Pi Network Price Plunge: Can It Really Hit Zero?
Zero isn't just a number—it's the crypto abyss. And Pi Network's trajectory has traders whispering the unthinkable.
The Mobile Mining Mirage
Pi built its empire on smartphone mining—no energy drain, just thumb taps. But free coins don't guarantee value when mainnet delays stretch into years. The 'earn now, trade later' model crumbles when 'later' never comes.
Community Collapse or Critical Mass?
Thirty-five million users sounds impressive until you realize most are waiting for a payday that requires others to buy in. That's not a economy—it's a pyramid scheme with better marketing. Even traditional finance sharks would blush at this level of hopium.
The Liquidity Trap
With most Pi locked up until mainnet launch, the thin trading volume creates wild price swings. A few large sell-offs could trigger a death spiral—especially if early miners cash out en masse after years of accumulation.
Pi's make-or-break moment hinges on delivering real utility beyond digital lottery tickets. Otherwise, it'll achieve the ultimate stability: absolute zero.

Pi Network started 2025 on a strong note, hitting an all-time high of $2.99 in February. But the token soon lost momentum, collapsing throughout the year. In August, it dropped to $0.33, and by September, it set a new all-time low of $0.2552. Today, Pi trades close to $0.26 with a market cap of about $2.1 billion.
The steep fall has fueled questions across the crypto community. Is Pi about to collapse? Could it follow the path of failed projects like BitConnect, which once traded at $460 before crashing to zero?
Why Pi is Struggling
Several factors weigh on Pi’s price. Despite its massive community, the token still lacks listings on leading exchanges like Binance and Coinbase. Speculation around listings earlier in 2025 faded after concerns about transparency and regulatory compliance.
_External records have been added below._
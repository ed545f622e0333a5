//! Unit driver: lowers every control block of one compilation unit.

use rayon::prelude::*;
use serde::Serialize;

use crate::ast::Stmt;
use crate::checksum::ChecksumTable;
use crate::config::LowerConfig;
use crate::diagnostic::Diagnostic;
use crate::ir::{render, Instr, LabelGen};
use crate::lower::StmtLowering;
use crate::span::{Span, Spanned};
use crate::verify::{check_unit_labels, verify};

#[cfg(test)]
mod tests;

/// A named control block awaiting lowering (e.g. `ingress`, `egress`).
#[derive(Clone, Debug)]
pub struct ControlBlock {
    pub name: String,
    pub body: Spanned<Stmt>,
}

impl ControlBlock {
    pub fn new(name: impl Into<String>, body: Spanned<Stmt>) -> Self {
        Self {
            name: name.into(),
            body,
        }
    }
}

#[derive(Clone, Debug, Serialize)]
pub struct LoweredBlock {
    pub name: String,
    pub span: Span,
    pub instrs: Vec<Instr>,
}

impl LoweredBlock {
    pub fn render(&self) -> String {
        render(&self.instrs)
    }
}

/// Result of a unit that lowered without errors.
#[derive(Clone, Debug)]
pub struct LoweredUnit {
    pub blocks: Vec<LoweredBlock>,
    pub warnings: Vec<Diagnostic>,
}

impl LoweredUnit {
    pub fn block(&self, name: &str) -> Option<&LoweredBlock> {
        self.blocks.iter().find(|b| b.name == name)
    }
}

/// Lower `blocks` in order with one label counter for the whole unit.
///
/// Recoverable errors from every block are collected; the first fatal
/// diagnostic stops the unit and is returned after everything recorded
/// before it.
pub fn lower_unit(
    blocks: &[ControlBlock],
    checksums: &ChecksumTable,
    config: &LowerConfig,
) -> Result<LoweredUnit, Vec<Diagnostic>> {
    let mut lowering = StmtLowering::new(checksums, config);
    let mut lowered = Vec::with_capacity(blocks.len());

    for block in blocks {
        match lowering.lower_tree(&block.body) {
            Ok(instrs) => lowered.push(LoweredBlock {
                name: block.name.clone(),
                span: block.body.span,
                instrs,
            }),
            Err(fatal) => {
                let (_, mut diagnostics) = lowering.finish();
                diagnostics.push(fatal);
                return Err(diagnostics);
            }
        }
    }

    let (_, diagnostics) = lowering.finish();
    finish_unit(lowered, diagnostics, config)
}

/// Lower `blocks` concurrently. Block `i` draws labels from its own
/// `{label_prefix}{i}_` range, so no two blocks share a label.
pub fn lower_unit_parallel(
    blocks: &[ControlBlock],
    checksums: &ChecksumTable,
    config: &LowerConfig,
) -> Result<LoweredUnit, Vec<Diagnostic>> {
    let results: Vec<(Result<Vec<Instr>, Diagnostic>, Vec<Diagnostic>)> = blocks
        .par_iter()
        .enumerate()
        .map(|(idx, block)| {
            let labels = LabelGen::new(
                format!("{}{}_", config.label_prefix, idx),
                config.first_label,
            );
            let mut lowering = StmtLowering::new(checksums, config).with_labels(labels);
            let result = lowering.lower_tree(&block.body);
            let (_, diagnostics) = lowering.finish();
            (result, diagnostics)
        })
        .collect();

    let mut lowered = Vec::with_capacity(blocks.len());
    let mut diagnostics = Vec::new();
    let mut fatal = false;
    for (block, (result, block_diagnostics)) in blocks.iter().zip(results) {
        diagnostics.extend(block_diagnostics);
        match result {
            Ok(instrs) => lowered.push(LoweredBlock {
                name: block.name.clone(),
                span: block.body.span,
                instrs,
            }),
            Err(err) => {
                diagnostics.push(err);
                fatal = true;
            }
        }
    }
    if fatal {
        return Err(diagnostics);
    }
    finish_unit(lowered, diagnostics, config)
}

fn finish_unit(
    blocks: Vec<LoweredBlock>,
    mut diagnostics: Vec<Diagnostic>,
    config: &LowerConfig,
) -> Result<LoweredUnit, Vec<Diagnostic>> {
    if config.verify_output {
        diagnostics.extend(verify_blocks(&blocks));
    }
    if diagnostics.iter().any(Diagnostic::is_error) {
        return Err(diagnostics);
    }
    Ok(LoweredUnit {
        blocks,
        warnings: diagnostics,
    })
}

/// Structural problems in lowered output are lowering bugs.
fn verify_blocks(blocks: &[LoweredBlock]) -> Vec<Diagnostic> {
    let mut out = Vec::new();
    for block in blocks {
        if let Err(errors) = verify(&block.instrs) {
            out.extend(errors.into_iter().map(|e| {
                Diagnostic::internal(
                    format!("malformed lowering of block `{}`: {}", block.name, e),
                    block.span,
                )
            }));
        }
    }
    let named = blocks
        .iter()
        .map(|b| (b.name.as_str(), b.instrs.as_slice()));
    if let Err(errors) = check_unit_labels(named) {
        out.extend(errors.into_iter().map(|e| {
            Diagnostic::internal(format!("malformed lowering of unit: {}", e), Span::dummy())
        }));
    }
    out
}
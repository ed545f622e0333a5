use std::ops::Range;

use serde::Serialize;

/// A byte range in the P4 source the tree was parsed from.
#[derive(Clone, Copy, Debug, Default, PartialEq, Eq, Serialize)]
pub struct Span {
    pub start: u32,
    pub end: u32,
}

impl Span {
    pub fn new(start: u32, end: u32) -> Self {
        Self { start, end }
    }

    /// Span for synthesized nodes that have no source location.
    pub fn dummy() -> Self {
        Self::default()
    }

    pub fn range(&self) -> Range<usize> {
        self.start as usize..self.end as usize
    }
}

/// A tree node annotated with its source span.
#[derive(Clone, Debug, PartialEq, Eq, Serialize)]
pub struct Spanned<T> {
    pub node: T,
    pub span: Span,
}

impl<T> Spanned<T> {
    pub fn new(node: T, span: Span) -> Self {
        Self { node, span }
    }

    pub fn dummy(node: T) -> Self {
        Self {
            node,
            span: Span::dummy(),
        }
    }

    pub fn map<U>(self, f: impl FnOnce(T) -> U) -> Spanned<U> {
        Spanned {
            node: f(self.node),
            span: self.span,
        }
    }
}
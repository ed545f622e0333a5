//! Checksum accumulator table.
//!
//! Maps each `InternetChecksum` instance to the name of the running-total
//! variable the target folds added fields into. Built before lowering by the
//! pass that declares the accumulators.

use std::collections::BTreeMap;

use crate::ast::InstanceId;

#[derive(Clone, Debug, Default)]
pub struct ChecksumTable {
    accumulators: BTreeMap<InstanceId, String>,
}

impl ChecksumTable {
    pub fn new() -> Self {
        Self::default()
    }

    /// Record the accumulator of `instance`, replacing any previous entry.
    pub fn insert(&mut self, instance: InstanceId, accumulator: impl Into<String>) {
        self.accumulators.insert(instance, accumulator.into());
    }

    pub fn get(&self, instance: &InstanceId) -> Option<&str> {
        self.accumulators.get(instance).map(String::as_str)
    }

    pub fn len(&self) -> usize {
        self.accumulators.len()
    }

    pub fn is_empty(&self) -> bool {
        self.accumulators.is_empty()
    }
}

impl FromIterator<(InstanceId, String)> for ChecksumTable {
    fn from_iter<I: IntoIterator<Item = (InstanceId, String)>>(iter: I) -> Self {
        Self {
            accumulators: iter.into_iter().collect(),
        }
    }
}

#[cfg(test)]
mod tests {
    use super::*;

    #[test]
    fn test_lookup_by_scope_and_name() {
        let mut table = ChecksumTable::new();
        table.insert(InstanceId::new("MyDeparser", "ck"), "state_0");
        table.insert(InstanceId::new("MyParser", "ck"), "state_1");
        assert_eq!(table.get(&InstanceId::new("MyDeparser", "ck")), Some("state_0"));
        assert_eq!(table.get(&InstanceId::new("MyParser", "ck")), Some("state_1"));
        assert_eq!(table.get(&InstanceId::new("Other", "ck")), None);
        assert_eq!(table.len(), 2);
    }

    #[test]
    fn test_cloned_identity_still_matches() {
        let id = InstanceId::new("MyDeparser", "ipv4_csum");
        let table: ChecksumTable = vec![(id.clone(), "acc".to_string())].into_iter().collect();
        let copy = id.clone();
        assert_eq!(table.get(&copy), Some("acc"));
        assert!(!table.is_empty());
    }
}
//! Short-circuit lowering of branch conditions.

use crate::ast::{BinOp, CallTarget, Expr, Literal};
use crate::diagnostic::Diagnostic;
use crate::ir::{Instr, JumpCond, Label, LabelGen};
use crate::span::Spanned;

/// Turns a boolean condition into jumps to `on_true` / `on_false`.
///
/// Every leaf predicate lowers to the same pair: a conditional jump to the
/// true label followed by an unconditional jump to the false label.
pub struct BranchGen<'l> {
    labels: &'l mut LabelGen,
}

impl<'l> BranchGen<'l> {
    pub fn new(labels: &'l mut LabelGen) -> Self {
        Self { labels }
    }

    pub fn generate(
        &mut self,
        cond: &Spanned<Expr>,
        on_true: &Label,
        on_false: &Label,
        out: &mut Vec<Instr>,
    ) -> Result<(), Diagnostic> {
        match &cond.node {
            Expr::Binary {
                op: BinOp::LAnd,
                lhs,
                rhs,
            } => {
                // lhs false skips rhs entirely
                let rhs_label = self.labels.fresh().map_err(|d| d.with_span(cond.span))?;
                self.generate(lhs, &rhs_label, on_false, out)?;
                out.push(Instr::Label(rhs_label));
                self.generate(rhs, on_true, on_false, out)
            }

            Expr::Binary {
                op: BinOp::LOr,
                lhs,
                rhs,
            } => {
                let rhs_label = self.labels.fresh().map_err(|d| d.with_span(cond.span))?;
                self.generate(lhs, on_true, &rhs_label, out)?;
                out.push(Instr::Label(rhs_label));
                self.generate(rhs, on_true, on_false, out)
            }

            Expr::Binary { op, lhs, rhs } => {
                let Some(jump) = JumpCond::from_bin_op(*op) else {
                    return Err(Diagnostic::internal(
                        format!("unsupported operator '{}' in branch condition", op.as_str()),
                        cond.span,
                    )
                    .with_note(format!("condition: {}", cond.node)));
                };
                self.leaf(
                    Instr::JmpIf {
                        cond: jump,
                        target: on_true.clone(),
                        lhs: lhs.node.clone(),
                        rhs: rhs.node.clone(),
                    },
                    on_false,
                    out,
                );
                Ok(())
            }

            Expr::Call(call) => match &call.target {
                CallTarget::BuiltIn { name, applied_to } if name == "isValid" => {
                    self.leaf(
                        Instr::Validate {
                            target: on_true.clone(),
                            header: applied_to.node.clone(),
                        },
                        on_false,
                        out,
                    );
                    Ok(())
                }
                CallTarget::BuiltIn { name, .. } => Err(Diagnostic::internal(
                    format!("built-in method `{}` cannot be lowered as a condition", name),
                    cond.span,
                )),
                other => Err(Diagnostic::internal(
                    format!(
                        "{} `{}` cannot be lowered as a condition",
                        other.category(),
                        call.callee
                    ),
                    cond.span,
                )),
            },

            // `if (flag)` tests against 1
            Expr::Path(_) | Expr::Member { .. } => {
                self.leaf(
                    Instr::JmpIf {
                        cond: JumpCond::Equal,
                        target: on_true.clone(),
                        lhs: cond.node.clone(),
                        rhs: Expr::Literal(Literal::Integer(1)),
                    },
                    on_false,
                    out,
                );
                Ok(())
            }

            other => Err(Diagnostic::internal(
                format!("unsupported {} in branch condition", other.kind_name()),
                cond.span,
            )
            .with_note(format!("condition: {}", other))),
        }
    }

    fn leaf(&mut self, jump: Instr, on_false: &Label, out: &mut Vec<Instr>) {
        out.push(jump);
        out.push(Instr::Jmp(on_false.clone()));
    }
}
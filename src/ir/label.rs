//! Labels and the per-unit label counter.

use std::fmt;

use serde::Serialize;

use crate::diagnostic::Diagnostic;
use crate::span::Span;

/// A jump target inside one lowered sequence.
#[derive(Clone, Debug, PartialEq, Eq, PartialOrd, Ord, Hash, Serialize)]
pub struct Label(pub String);

impl Label {
    pub fn new(name: impl Into<String>) -> Self {
        Self(name.into())
    }

    pub fn as_str(&self) -> &str {
        &self.0
    }
}

impl fmt::Display for Label {
    fn fmt(&self, f: &mut fmt::Formatter<'_>) -> fmt::Result {
        write!(f, "{}", self.0)
    }
}

/// The three labels an `if` statement lowers around.
#[derive(Clone, Debug, PartialEq, Eq)]
pub struct IfLabels {
    pub on_true: Label,
    pub on_false: Label,
    pub end: Label,
}

/// Monotonic label counter for one compilation unit.
///
/// Every statement and branch lowering in the unit draws from the same
/// counter, passed down by `&mut`. Two counters with the same prefix must
/// never serve the same unit.
#[derive(Clone, Debug)]
pub struct LabelGen {
    prefix: String,
    next: u32,
}

impl LabelGen {
    pub fn new(prefix: impl Into<String>, first: u32) -> Self {
        Self {
            prefix: prefix.into(),
            next: first,
        }
    }

    /// Ids never wrap: once the counter cannot advance the unit is out of labels.
    fn bump(&mut self) -> Result<u32, Diagnostic> {
        let id = self.next;
        self.next = id.checked_add(1).ok_or_else(|| {
            Diagnostic::internal(
                format!("label counter exhausted after `{}{}`", self.prefix, id),
                Span::dummy(),
            )
        })?;
        Ok(id)
    }

    /// Fresh connective label, `label_N`.
    pub fn fresh(&mut self) -> Result<Label, Diagnostic> {
        let id = self.bump()?;
        Ok(Label::new(format!("{}{}", self.prefix, id)))
    }

    /// Fresh `label_Ntrue` / `label_Nfalse` / `label_Nend` triple sharing one id.
    pub fn fresh_if(&mut self) -> Result<IfLabels, Diagnostic> {
        let id = self.bump()?;
        Ok(IfLabels {
            on_true: Label::new(format!("{}{}true", self.prefix, id)),
            on_false: Label::new(format!("{}{}false", self.prefix, id)),
            end: Label::new(format!("{}{}end", self.prefix, id)),
        })
    }

    /// Next id to be handed out.
    pub fn peek(&self) -> u32 {
        self.next
    }
}

impl Default for LabelGen {
    fn default() -> Self {
        Self::new("label_", 0)
    }
}
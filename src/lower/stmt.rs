//! Block, assignment and `if` lowering.

use crate::ast::{Expr, Stmt};
use crate::diagnostic::Diagnostic;
use crate::ir::{ArithOp, Instr};
use crate::span::Spanned;

use super::{BranchGen, StmtLowering};

impl StmtLowering<'_> {
    /// Append the instructions of `stmt` to `out`.
    pub fn lower(&mut self, stmt: &Spanned<Stmt>, out: &mut Vec<Instr>) -> Result<(), Diagnostic> {
        match &stmt.node {
            Stmt::Block(stmts) => {
                for s in stmts {
                    self.lower(s, out)?;
                }
                Ok(())
            }

            Stmt::Assign { lhs, rhs } => self.lower_assign(lhs, rhs, out),

            Stmt::If {
                cond,
                then_branch,
                else_branch,
            } => {
                let labels = self
                    .labels
                    .fresh_if()
                    .map_err(|d| d.with_span(stmt.span))?;
                BranchGen::new(&mut self.labels).generate(
                    cond,
                    &labels.on_true,
                    &labels.on_false,
                    out,
                )?;

                out.push(Instr::Label(labels.on_true));
                self.lower(then_branch, out)?;
                out.push(Instr::Jmp(labels.end.clone()));
                out.push(Instr::Label(labels.on_false));
                if let Some(else_branch) = else_branch {
                    self.lower(else_branch, out)?;
                }
                out.push(Instr::Label(labels.end));
                Ok(())
            }

            Stmt::Call(call) => self.lower_call_stmt(call, out),
        }
    }

    fn lower_assign(
        &mut self,
        lhs: &Spanned<Expr>,
        rhs: &Spanned<Expr>,
        out: &mut Vec<Instr>,
    ) -> Result<(), Diagnostic> {
        let dst = &lhs.node;
        match &rhs.node {
            Expr::Binary {
                op,
                lhs: left,
                rhs: right,
            } => {
                let Some(arith) = ArithOp::from_bin_op(*op) else {
                    return Err(Diagnostic::internal(
                        format!("unsupported binary operator '{}' in assignment", op.as_str()),
                        rhs.span,
                    )
                    .with_note(format!("while lowering `{} = {}`", dst, rhs.node)));
                };
                out.push(Instr::Binary {
                    op: arith,
                    dst: dst.clone(),
                    lhs: left.node.clone(),
                    rhs: right.node.clone(),
                });
            }

            Expr::Call(call) => self.lower_call_assign(dst, call, rhs.span, out)?,

            Expr::Unary { op, operand } => out.push(Instr::unary(op, dst, &operand.node)),

            Expr::Path(_) | Expr::Member { .. } | Expr::Literal(_) => {
                out.push(Instr::mov(dst, &rhs.node))
            }

            Expr::List(_) => {
                return Err(Diagnostic::internal(
                    format!(
                        "unsupported {} on the right-hand side of an assignment",
                        rhs.node.kind_name()
                    ),
                    rhs.span,
                )
                .with_note(format!("while lowering `{} = {}`", dst, rhs.node)));
            }
        }
        Ok(())
    }
}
Heavy token supply unlocks have also added selling pressure. Without equal adoption or stronger demand, PI faces consistent downward momentum.
Market Manipulation Concerns
There are also reports about unusual trading patterns on centralized exchanges such as OKX, Gate.io, and MEXC. High volumes in both spot and futures markets show that whales and market makers may be steering Pi’s price. Short squeezes and sharp swings add to concerns that retail investors are being outplayed in a market with low on-chain liquidity.
What’s Next For Pi?
According to CoinCodex, Pi is predicted to trade between $0.18 and $0.72 in 2026, with an average price NEAR $0.36. While this outlook leaves room for recovery, it also signals that further losses are possible.
Analysts warn that a large token unlock could trigger heavy selling and a fast price drop. Others say Pi could recover if it proves transparency, completes broader exchange listings and resolves KYC and withdrawal issues. For now, the situation remains uncertain and the risk to holders is high.
Unless Pi achieves greater decentralization, and broader exchange access, its long-term survival remains in doubt. The risk of Pi drifting closer to zero cannot be ignored.